▶ **Task objective**:
Lines with "AtomicUsize" in the entries below: count them and reply with the number alone.

** Opening Given data block **

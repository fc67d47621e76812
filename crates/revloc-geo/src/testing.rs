//! In-process geocoder doubles for tests in this and downstream crates.

use std::sync::atomic::{AtomicUsize, Ordering};
use std::sync::{Mutex, PoisonError};

use async_trait::async_trait;
use revloc_core::{AddressComponents, Coordinates, GeocodeResult, GeocodeSource};

use crate::error::GeoError;
use crate::provider::Geocoder;

/// Answers from a fixed table: the first entry whose key is contained in the
/// query wins. Unknown queries resolve to `Ok(None)`.
pub struct StaticGeocoder {
    source: GeocodeSource,
    answers: Vec<(String, Coordinates)>,
    failing: bool,
    calls: AtomicUsize,
    queries: Mutex<Vec<String>>,
}

impl StaticGeocoder {
    #[must_use]
    pub fn new(source: GeocodeSource) -> Self {
        Self {
            source,
            answers: Vec::new(),
            failing: false,
            calls: AtomicUsize::new(0),
            queries: Mutex::new(Vec::new()),
        }
    }

    /// A geocoder whose every call errors.
    #[must_use]
    pub fn failing(source: GeocodeSource) -> Self {
        Self {
            failing: true,
            ..Self::new(source)
        }
    }

    #[must_use]
    pub fn with_answer(mut self, key: &str, coordinates: Coordinates) -> Self {
        self.answers.push((key.to_string(), coordinates));
        self
    }

    #[must_use]
    pub fn calls(&self) -> usize {
        self.calls.load(Ordering::SeqCst)
    }

    #[must_use]
    pub fn queries(&self) -> Vec<String> {
        self.queries
            .lock()
            .unwrap_or_else(PoisonError::into_inner)
            .clone()
    }
}

#[async_trait]
impl Geocoder for StaticGeocoder {
    fn source(&self) -> GeocodeSource {
        self.source
    }

    async fn geocode(&self, query: &str) -> Result<Option<GeocodeResult>, GeoError> {
        self.calls.fetch_add(1, Ordering::SeqCst);
        self.queries
            .lock()
            .unwrap_or_else(PoisonError::into_inner)
            .push(query.to_string());

        if self.failing {
            return Err(GeoError::Provider {
                provider: self.source.as_str(),
                status: "503 Service Unavailable".to_string(),
            });
        }

        Ok(self
            .answers
            .iter()
            .find(|(key, _)| query.contains(key.as_str()))
            .map(|(_, coordinates)| GeocodeResult {
                coordinates: *coordinates,
                components: AddressComponents::default(),
                formatted_address: query.to_string(),
                source: self.source,
                place_id: None,
            }))
    }
}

** Closing Given data block **

▶ **Expected output**:
3